Qwen 3.5 Small Models: Run Frontier AI on Your Phone, Laptop, or Edge Device
Everything you need to know about the Qwen 3.5 Small series (0.8B, 2B, 4B, 9B) - benchmarks that beat models 13x their size, mobile deployment, and step-by-step local setup.
A 9-billion-parameter model that beats a 120-billion-parameter model on graduate-level reasoning. A 0.8-billion-parameter model that understands video — running on a phone, with no internet connection. These aren't hypotheticals. They're the Qwen 3.5 Small models, released by Alibaba on March 2, 2026.

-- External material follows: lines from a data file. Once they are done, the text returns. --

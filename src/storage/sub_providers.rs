//! Persisted upstream credentials ("sub-providers").

use sqlx::SqlitePool;

/// One upstream credential backing a provider.
#[derive(Clone, sqlx::FromRow)]
pub struct SubProvider {
    pub id: i64,
    pub provider: String,
    pub credential: String,
    pub organization: Option<String>,
    pub usage: i64,
    pub last_used: i64,
    /// `None` means never judged, which counts as usable.
    pub working: Option<bool>,
}

impl std::fmt::Debug for SubProvider {
    fn fmt(&self, f: &mut std::fmt::Formatter<'_>) -> std::fmt::Result {
        f.debug_struct("SubProvider")
            .field("id", &self.id)
            .field("provider", &self.provider)
            .field("credential", &"[REDACTED]")
            .field("organization", &self.organization)
            .field("usage", &self.usage)
            .field("last_used", &self.last_used)
            .field("working", &self.working)
            .finish()
    }
}

const COLUMNS: &str = "s.id, s.provider, s.credential, s.organization, s.usage, s.last_used, s.working";

/// Insert a credential unless it exists, then make its model list match `models`.
///
/// Usage counters and the working flag of an existing credential are preserved.
pub async fn seed(
    pool: &SqlitePool,
    provider: &str,
    credential: &str,
    organization: Option<&str>,
    models: &[String],
) -> Result<i64, sqlx::Error> {
    let mut tx = pool.begin().await?;

    sqlx::query(
        "INSERT INTO sub_providers (provider, credential, organization)
         VALUES (?, ?, ?)
         ON CONFLICT(provider, credential) DO UPDATE SET organization = excluded.organization",
    )
    .bind(provider)
    .bind(credential)
    .bind(organization)
    .execute(&mut *tx)
    .await?;

    let (id,): (i64,) =
        sqlx::query_as("SELECT id FROM sub_providers WHERE provider = ? AND credential = ?")
            .bind(provider)
            .bind(credential)
            .fetch_one(&mut *tx)
            .await?;

    sqlx::query("DELETE FROM sub_provider_models WHERE sub_provider_id = ?")
        .bind(id)
        .execute(&mut *tx)
        .await?;

    for model in models {
        sqlx::query("INSERT OR IGNORE INTO sub_provider_models (sub_provider_id, model) VALUES (?, ?)")
            .bind(id)
            .bind(model)
            .execute(&mut *tx)
            .await?;
    }

    tx.commit().await?;
    Ok(id)
}

/// Usable credentials of `provider` that serve `model`.
pub async fn usable_for(
    pool: &SqlitePool,
    provider: &str,
    model: &str,
) -> Result<Vec<SubProvider>, sqlx::Error> {
    let sql = format!(
        "SELECT {COLUMNS} FROM sub_providers s
         JOIN sub_provider_models m ON m.sub_provider_id = s.id
         WHERE s.provider = ? AND m.model = ?
           AND (s.working IS NULL OR s.working = 1)
         ORDER BY s.id"
    );
    sqlx::query_as::<_, SubProvider>(&sql)
        .bind(provider)
        .bind(model)
        .fetch_all(pool)
        .await
}

/// All credentials of `provider`, usable or not.
pub async fn list_for(pool: &SqlitePool, provider: &str) -> Result<Vec<SubProvider>, sqlx::Error> {
    let sql = format!("SELECT {COLUMNS} FROM sub_providers s WHERE s.provider = ? ORDER BY s.id");
    sqlx::query_as::<_, SubProvider>(&sql)
        .bind(provider)
        .fetch_all(pool)
        .await
}

/// Bump the usage counter and last-used time of a credential in one statement.
pub async fn record_use(pool: &SqlitePool, credential: &str, now: i64) -> Result<u64, sqlx::Error> {
    let result = sqlx::query(
        "UPDATE sub_providers SET usage = usage + 1, last_used = ? WHERE credential = ?",
    )
    .bind(now)
    .bind(credential)
    .execute(pool)
    .await?;
    Ok(result.rows_affected())
}

/// Set the working flag of a credential.
pub async fn set_working(pool: &SqlitePool, credential: &str, working: bool) -> Result<u64, sqlx::Error> {
    let result = sqlx::query("UPDATE sub_providers SET working = ? WHERE credential = ?")
        .bind(working)
        .bind(credential)
        .execute(pool)
        .await?;
    Ok(result.rows_affected())
}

The series has four sizes: 0.8B, 2B, 4B, and 9B. All of them share the same architecture as the massive 397B flagship, all of them natively understand text, images, and video, and all of them are Apache 2.0 licensed — meaning you can use them for anything, commercially included, for free.
This guide explains what they are, why the benchmarks are turning heads, and exactly how to get them running on your own hardware.
The Lineup
Here are the four models with what you actually need to know to pick one:
| Model | Parameters | VRAM (Full Precision) | VRAM (4-bit Quantized) | Context Window | Runs On |
|---|---|---|---|---|---|
| Qwen3.5-0.8B | 0.8B | ~1.6 GB | ~0.5 GB | 262K | Phones, Raspberry Pi, wearables |
| Qwen3.5-2B | 2B | ~4 GB | ~1.5 GB | 262K | Smartphones, tablets, old laptops |
| Qwen3.5-4B | 4B | ~8 GB | ~3 GB | 262K | Laptops, entry-level GPUs |
| Qwen3.5-9B | 9B | ~18 GB | ~6 GB | 262K (1M extended) | Consumer GPUs, Apple Silicon Macs |
All four are dense models — no Mixture-of-Experts routing, no sparse activation. Every parameter is active during inference, which keeps things simple. You don't need specialized serving infrastructure; just load the weights and go.

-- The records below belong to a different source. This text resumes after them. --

//! Pricing and balance movements.

use sqlx::SqlitePool;

use crate::catalog::{ModelInfo, Pricing};
use crate::config::AccountSeed;
use crate::error::{AdmissionError, Result};
use crate::providers::Endpoint;
use crate::storage::{accounts, Account};

/// Up-front price of a request.
///
/// Flat-priced models cost their price per call; text-to-speech adds one
/// credit per input character. Per-token models cost prompt tokens times
/// their multiplier.
pub fn request_price(
    info: &ModelInfo,
    endpoint: Endpoint,
    prompt_tokens: usize,
    speech_input_chars: usize,
) -> f64 {
    match info.pricing {
        Pricing::Flat(price) if endpoint == Endpoint::AudioSpeech => {
            price + speech_input_chars as f64
        }
        Pricing::Flat(price) => price,
        Pricing::PerToken { multiplier } => prompt_tokens as f64 * multiplier,
    }
}

/// Reject when `price` exceeds the balance.
pub fn ensure_affordable(account: &Account, price: f64) -> std::result::Result<(), AdmissionError> {
    if price > account.balance {
        return Err(AdmissionError::InsufficientCredits {
            available: account.balance,
            required: price,
        });
    }
    Ok(())
}

/// Balance operations for one database.
#[derive(Debug, Clone)]
pub struct Ledger {
    db: SqlitePool,
}

impl Ledger {
    pub fn new(db: SqlitePool) -> Self {
        Self { db }
    }

    pub async fn account(&self, key: &str) -> Result<Option<Account>> {
        Ok(accounts::get(&self.db, key).await?)
    }

    /// Subtract `amount` from the account. Non-positive amounts are ignored.
    pub async fn debit(&self, key: &str, amount: f64) -> Result<()> {
        if amount <= 0.0 {
            return Ok(());
        }
        accounts::debit(&self.db, key, amount).await?;
        Ok(())
    }

    /// Give back a debit that paid for nothing.
    pub async fn refund(&self, key: &str, amount: f64) -> Result<()> {
        if amount <= 0.0 {
            return Ok(());
        }
        accounts::credit(&self.db, key, amount).await?;
        tracing::debug!(amount = amount, "Refunded prompt debit");
        Ok(())
    }

    /// Create configured accounts that do not exist yet.
    pub async fn seed(&self, seeds: &[AccountSeed]) -> Result<usize> {
        let mut created = 0;
        for seed in seeds {
            let account = Account::new(seed.key.expose_secret(), seed.balance, seed.tier);
            if accounts::insert(&self.db, &account).await? {
                created += 1;
            }
        }
        Ok(created)
    }
}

Why These Small Models Are Unusually Good
Plenty of companies release small language models. Most of them are clearly compromised — they drop reasoning ability, lose instruction-following reliability, and struggle with anything beyond basic text completion. The Qwen 3.5 Small series is different because Alibaba didn't simplify the architecture to shrink it. They kept the same innovations from the 397B flagship and scaled them down.
Same Hybrid Attention as the Flagship
Every small model uses the same 3:1 hybrid attention pattern as the full-size Qwen 3.5. For every four transformer blocks, three use Gated DeltaNet (a form of linear attention that scales cheaply with sequence length) and one uses traditional full attention (for capturing complex patterns).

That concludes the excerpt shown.